Adversarial ML Attacks: Data Poisoning, Targeted Misclassification, and Model Extraction

adversarial-ml · data-poisoning · model-extraction · mlsec · nist-ai-100-2 · mitre-atlas · logistic-regression · scikit-learn

About

Testing three adversarial ML attack vectors against a supervised logistic regression classifier to measure accuracy degradation, decision boundary shifts, and shadow model replication fidelity. Each attack maps to a different threat model and requires a different defensive response.

The dataset is intentionally low-dimensional (Iris-style flower measurements, 4 features) so the decision boundary is directly visualizable under attack. Implementation follows the threat taxonomy in NIST AI 100-2e2025 and MITRE ATLAS.

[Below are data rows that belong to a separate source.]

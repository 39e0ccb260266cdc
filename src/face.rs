use log::{debug, info};

use crate::calc::{Lines, reading};
use crate::clock::WallClock;
use crate::error::FaceError;
use crate::zone::ZoneConfig;

/// Addresses one label on a surface. Zone rows are numbered in config order.
#[derive(Debug, Clone, Copy, PartialEq, Eq, Hash)]
pub enum Slot {
    Name(usize),
    Time(usize),
    Date,
}

/// The label-rendering collaborator. It owns layout, fonts and colors; the face
/// only hands it strings.
pub trait Surface {
    /// Replace the text of one label.
    fn set_text(&mut self, slot: Slot, text: &str);

    /// Flush pending label changes to the screen.
    fn present(&mut self) -> Result<(), FaceError> {
        Ok(())
    }

    /// Remove every label. Called once at teardown.
    fn clear(&mut self) -> Result<(), FaceError> {
        Ok(())
    }
}

#[derive(Debug, Clone, Default, PartialEq, Eq)]
struct LabelPair {
    name: String,
    time: String,
}

/// A running face: the zone table plus the labels currently on screen.
///
/// Created at startup with [`Face::new`], refreshed once per tick and torn
/// down with [`Face::teardown`].
#[derive(Debug)]
pub struct Face {
    zones: ZoneConfig,
    lines: Lines,
    labels: Vec<LabelPair>,
    date: Option<String>,
}

impl Face {
    /// Create one name/time label pair per zone and write the names.
    pub fn new<S: Surface + ?Sized>(zones: ZoneConfig, lines: Lines, surface: &mut S) -> Self {
        info!("init");

        let mut labels = Vec::new();
        if lines.contains(Lines::ZONES) {
            for (idx, zone) in zones.iter().enumerate() {
                surface.set_text(Slot::Name(idx), &zone.label);
                labels.push(LabelPair { name: zone.label.clone(), time: String::new() });
            }
        }

        Face { zones, lines, labels, date: None }
    }

    pub fn zones(&self) -> &ZoneConfig {
        &self.zones
    }

    pub fn lines(&self) -> Lines {
        self.lines
    }

    /// Texts currently shown, as `(name, time)` pairs.
    pub fn rows(&self) -> impl Iterator<Item = (&str, &str)> {
        self.labels.iter().map(|l| (l.name.as_str(), l.time.as_str()))
    }

    pub fn date(&self) -> Option<&str> {
        self.date.as_deref()
    }

    /// Recompute every row from `now` and push changed labels to `surface`.
    ///
    /// Labels are only recorded as shown once `present` succeeds, so a failed
    /// refresh is redrawn in full by the next one. Returns the number of labels
    /// that changed.
    pub fn refresh<S: Surface + ?Sized>(&mut self, now: &WallClock, surface: &mut S) -> Result<usize, FaceError> {
        let out = reading(now, &self.zones, self.lines);

        let mut times = Vec::new();
        for (idx, (label, row)) in self.labels.iter().zip(out.zones).enumerate() {
            if label.time != row.text {
                surface.set_text(Slot::Time(idx), &row.text);
                times.push((idx, row.text));
            }
        }

        let date_changed = out.date != self.date;
        if date_changed {
            if let Some(date) = &out.date {
                surface.set_text(Slot::Date, date);
            }
        }
        let changed = times.len() + usize::from(date_changed && out.date.is_some());

        debug!("refresh at {:02}:{:02} UTC, {} label(s) changed", now.hour, now.minute, changed);
        surface.present()?;

        for (idx, text) in times {
            self.labels[idx].time = text;
        }
        if date_changed {
            self.date = out.date;
        }
        Ok(changed)
    }

    /// Drop the labels and clear the surface.
    pub fn teardown<S: Surface + ?Sized>(self, surface: &mut S) -> Result<(), FaceError> {
        info!("deinit");
        surface.clear()
    }
}

#[cfg(test)]
mod tests {
    use super::*;
    use crate::zone::Zone;
    use chrono::NaiveDate;
    use std::collections::HashMap;

    #[derive(Default)]
    struct MemorySurface {
        labels: HashMap<Slot, String>,
        writes: usize,
        presented: usize,
        cleared: bool,
        fail_next_present: bool,
    }

    impl Surface for MemorySurface {
        fn set_text(&mut self, slot: Slot, text: &str) {
            self.labels.insert(slot, text.to_string());
            self.writes += 1;
        }

        fn present(&mut self) -> Result<(), FaceError> {
            if std::mem::take(&mut self.fail_next_present) {
                return Err(FaceError::Surface(std::io::Error::other("display busy")));
            }
            self.presented += 1;
            Ok(())
        }

        fn clear(&mut self) -> Result<(), FaceError> {
            self.labels.clear();
            self.cleared = true;
            Ok(())
        }
    }

    fn at(hour: u32, minute: u32) -> WallClock {
        WallClock::from_parts(NaiveDate::from_ymd_opt(2024, 6, 3).unwrap(), hour, minute).unwrap()
    }

    fn zones() -> ZoneConfig {
        ZoneConfig::new(vec![Zone::new("UTC", 0), Zone::new("TOK", 9), Zone::new("LAX", -8)])
    }

    #[test]
    fn new_writes_names_only() {
        let mut surface = MemorySurface::default();
        let face = Face::new(zones(), Lines::ZONES, &mut surface);

        assert_eq!(surface.labels.get(&Slot::Name(1)).map(String::as_str), Some("TOK"));
        assert!(!surface.labels.contains_key(&Slot::Time(0)));
        assert_eq!(face.rows().count(), 3);
    }

    #[test]
    fn refresh_fills_one_pair_per_zone() {
        let mut surface = MemorySurface::default();
        let mut face = Face::new(zones(), Lines::ZONES, &mut surface);

        let changed = face.refresh(&at(23, 10), &mut surface).unwrap();
        assert_eq!(changed, 3);
        assert_eq!(surface.labels[&Slot::Time(0)], "23:10");
        assert_eq!(surface.labels[&Slot::Time(1)], "08:10");
        assert_eq!(surface.labels[&Slot::Time(2)], "15:10");
        assert!(!surface.labels.contains_key(&Slot::Date));
        assert_eq!(surface.presented, 1);

        let rows: Vec<(&str, &str)> = face.rows().collect();
        assert_eq!(rows, [("UTC", "23:10"), ("TOK", "08:10"), ("LAX", "15:10")]);
    }

    #[test]
    fn refresh_skips_unchanged_labels() {
        let mut surface = MemorySurface::default();
        let mut face = Face::new(zones(), Lines::ZONES | Lines::DATE, &mut surface);

        assert_eq!(face.refresh(&at(9, 0), &mut surface).unwrap(), 4);
        let writes = surface.writes;
        assert_eq!(face.refresh(&at(9, 0), &mut surface).unwrap(), 0);
        assert_eq!(surface.writes, writes);
        assert_eq!(face.refresh(&at(9, 1), &mut surface).unwrap(), 3);
    }

    #[test]
    fn date_label_only_when_enabled() {
        let mut surface = MemorySurface::default();
        let mut face = Face::new(zones(), Lines::ZONES | Lines::DATE, &mut surface);
        face.refresh(&at(12, 0), &mut surface).unwrap();

        assert_eq!(surface.labels[&Slot::Date], "Mon 3 Jun");
        assert_eq!(face.date(), Some("Mon 3 Jun"));
    }

    #[test]
    fn failed_present_is_redrawn_on_retry() {
        let mut surface = MemorySurface::default();
        let mut face = Face::new(zones(), Lines::ZONES | Lines::DATE, &mut surface);
        face.refresh(&at(9, 0), &mut surface).unwrap();

        surface.fail_next_present = true;
        assert!(matches!(face.refresh(&at(9, 1), &mut surface), Err(FaceError::Surface(_))));
        let rows: Vec<(&str, &str)> = face.rows().collect();
        assert_eq!(rows, [("UTC", "09:00"), ("TOK", "18:00"), ("LAX", "01:00")]);

        assert_eq!(face.refresh(&at(9, 1), &mut surface).unwrap(), 3);
        assert_eq!(surface.presented, 2);
        assert_eq!(surface.labels[&Slot::Time(1)], "18:01");
        assert_eq!(face.rows().nth(2), Some(("LAX", "01:01")));
    }

    #[test]
    fn failed_first_present_keeps_date_pending() {
        let mut surface = MemorySurface { fail_next_present: true, ..MemorySurface::default() };
        let mut face = Face::new(zones(), Lines::ZONES | Lines::DATE, &mut surface);

        assert!(face.refresh(&at(12, 0), &mut surface).is_err());
        assert_eq!(face.date(), None);
        assert_eq!(face.refresh(&at(12, 0), &mut surface).unwrap(), 4);
        assert_eq!(face.date(), Some("Mon 3 Jun"));
    }

    #[test]
    fn teardown_clears_surface() {
        let mut surface = MemorySurface::default();
        let mut face = Face::new(zones(), Lines::ZONES, &mut surface);
        face.refresh(&at(12, 0), &mut surface).unwrap();
        face.teardown(&mut surface).unwrap();

        assert!(surface.cleared);
        assert!(surface.labels.is_empty());
    }
}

Portfolio write-up · Notebook · LinkedIn series

Results

Attack	Access Required	Outcome	Detection
Availability poisoning	Append to training pipeline	93% → 64.5% accuracy, setosa recall 100% → 3.4%	Low difficulty
Targeted misclassification	Append + target knowledge	Single prediction flipped, global accuracy preserved	High difficulty
Model extraction	Query-only (black box)	96.5% shadow model agreement on unseen data	Medium difficulty

Attacks

Availability Poisoning

500 mislabeled chaff samples were injected near the setosa centroid (μ_setosa + 0.3·σ·N(0,1)) and labeled as versicolor. The attacker holds append-only access to the training pipeline — no existing samples were modified.

Damage is directional, not uniform: 57 of 59 setosa samples reclassify as versicolor while the other two classes are unchanged. From an aggregate accuracy dashboard this looks like generalized model decay, with no trace back to a specific record. Per-class recall monitoring is what makes it visible.

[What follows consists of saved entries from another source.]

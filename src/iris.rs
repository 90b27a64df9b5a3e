use std::fmt;

/// Sepal length, sepal width, petal length, petal width, label.
pub const DATASET: [[f64; 5]; 12] = [
    [5.1, 3.5, 1.4, 0.2, 1.0],
    [4.9, 3.0, 1.4, 0.2, 1.0],
    [4.7, 3.2, 1.3, 0.2, 1.0],
    [4.6, 3.1, 1.5, 0.2, 1.0],
    [5.7, 2.8, 4.5, 1.3, 2.0],
    [6.3, 3.3, 4.7, 1.6, 2.0],
    [4.9, 2.4, 3.3, 1.0, 2.0],
    [6.6, 2.9, 4.6, 1.3, 2.0],
    [6.0, 3.0, 4.8, 1.8, 3.0],
    [6.9, 3.1, 5.4, 2.1, 3.0],
    [6.7, 3.1, 5.6, 2.4, 3.0],
    [6.9, 3.1, 5.1, 2.3, 3.0],
];

/// Half-width of the bucket around each integer label.
pub const TOLERANCE: f64 = 0.2;

pub fn dataset() -> Vec<Vec<f64>> {
    DATASET.iter().map(|row| row.to_vec()).collect()
}

#[derive(Debug, Clone, Copy, PartialEq, Eq)]
pub enum Species {
    Setosa,
    Versicolor,
    Virginica,
}

impl Species {
    pub const ALL: [Species; 3] = [Species::Setosa, Species::Versicolor, Species::Virginica];

    pub fn label(self) -> f64 {
        match self {
            Species::Setosa => 1.0,
            Species::Versicolor => 2.0,
            Species::Virginica => 3.0,
        }
    }

    pub fn from_label(label: f64) -> Option<Species> {
        Self::ALL.into_iter().find(|species| species.label() == label)
    }

    /// `None` when the prediction falls outside every bucket.
    pub fn classify(prediction: f64) -> Option<Species> {
        Self::ALL
            .into_iter()
            .find(|species| (prediction - species.label()).abs() <= TOLERANCE)
    }
}

impl fmt::Display for Species {
    fn fmt(&self, f: &mut fmt::Formatter<'_>) -> fmt::Result {
        let name = match self {
            Species::Setosa => "Iris-setosa",
            Species::Versicolor => "Iris-versicolor",
            Species::Virginica => "Iris-virginica",
        };
        f.write_str(name)
    }
}
use crate::{
    error::{Error, Result},
    optimizer::OptimizerKind,
};

pub const DEFAULT_LEARNING_RATE: f64 = 0.001;
pub const DEFAULT_BETA1: f64 = 0.9;
pub const DEFAULT_BETA2: f64 = 0.999;
pub const DEFAULT_EPSILON: f64 = 0.000001;

/// Update-rule configuration shared by every trainable neuron during one training run.
#[derive(Debug, Clone, Copy, PartialEq)]
pub struct HyperParams {
    pub optimizer: OptimizerKind,
    pub learning_rate: f64,
    pub beta1: f64,
    pub beta2: f64,
    pub epsilon: f64,
}

impl Default for HyperParams {
    fn default() -> Self {
        HyperParams {
            optimizer: OptimizerKind::None,
            learning_rate: DEFAULT_LEARNING_RATE,
            beta1: DEFAULT_BETA1,
            beta2: DEFAULT_BETA2,
            epsilon: DEFAULT_EPSILON,
        }
    }
}

impl HyperParams {
    pub fn new(optimizer: OptimizerKind, learning_rate: f64) -> Self {
        HyperParams {
            optimizer,
            learning_rate,
            ..Default::default()
        }
    }

    pub fn with_betas(mut self, beta1: f64, beta2: f64) -> Self {
        self.beta1 = beta1;
        self.beta2 = beta2;
        self
    }

    pub fn with_epsilon(mut self, epsilon: f64) -> Self {
        self.epsilon = epsilon;
        self
    }

    pub fn validate(&self) -> Result<()> {
        if !(self.learning_rate.is_finite() && self.learning_rate > 0.0) {
            return Err(Error::InvalidSettings(format!(
                "learning rate must be finite and > 0, got {}",
                self.learning_rate
            )));
        }
        for (name, beta) in [("beta1", self.beta1), ("beta2", self.beta2)] {
            if !(0.0..1.0).contains(&beta) {
                return Err(Error::InvalidSettings(format!(
                    "{} must lie in [0, 1), got {}",
                    name, beta
                )));
            }
        }
        if !(self.epsilon.is_finite() && self.epsilon >= 0.0) {
            return Err(Error::InvalidSettings(format!(
                "epsilon must be finite and >= 0, got {}",
                self.epsilon
            )));
        }
        Ok(())
    }
}
//! Minimal feedforward neural network with a single scalar output.

pub mod error;
pub mod iris;
pub mod layer;
pub mod network;
pub mod neuron;
pub mod normalize;
pub mod optimizer;
pub mod param;
pub mod train;

pub use error::{Error, Result};
pub use network::{Network, Topology};
pub use neuron::{Neuron, NeuronId};
pub use normalize::DatasetScale;
pub use optimizer::{OptimizerKind, OptimizerState};
pub use param::HyperParams;
pub use train::{Epochs, TrainSettings, TrainSummary};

Targeted Misclassification

100 tightly clustered samples (spread = 0.03·σ) around a single target test point, mislabeled as virginica, shift the local decision boundary around that point. The target setosa sample reclassifies as virginica. Test-set accuracy remains within normal variance, so dashboards that only track aggregate metrics see nothing.

This is the harder attack to catch: there is no global signature, the perturbation is localized in feature space, and the attacker need only succeed once for the targeted input.

Model Extraction

2,000 synthetic queries drawn from the marginal distribution of the training features. A Random Forest surrogate is trained on the (input, prediction) pairs returned by the target model. On unseen test data, the surrogate matches the target on 96.5% of predictions despite a completely different model architecture (RF vs. linear).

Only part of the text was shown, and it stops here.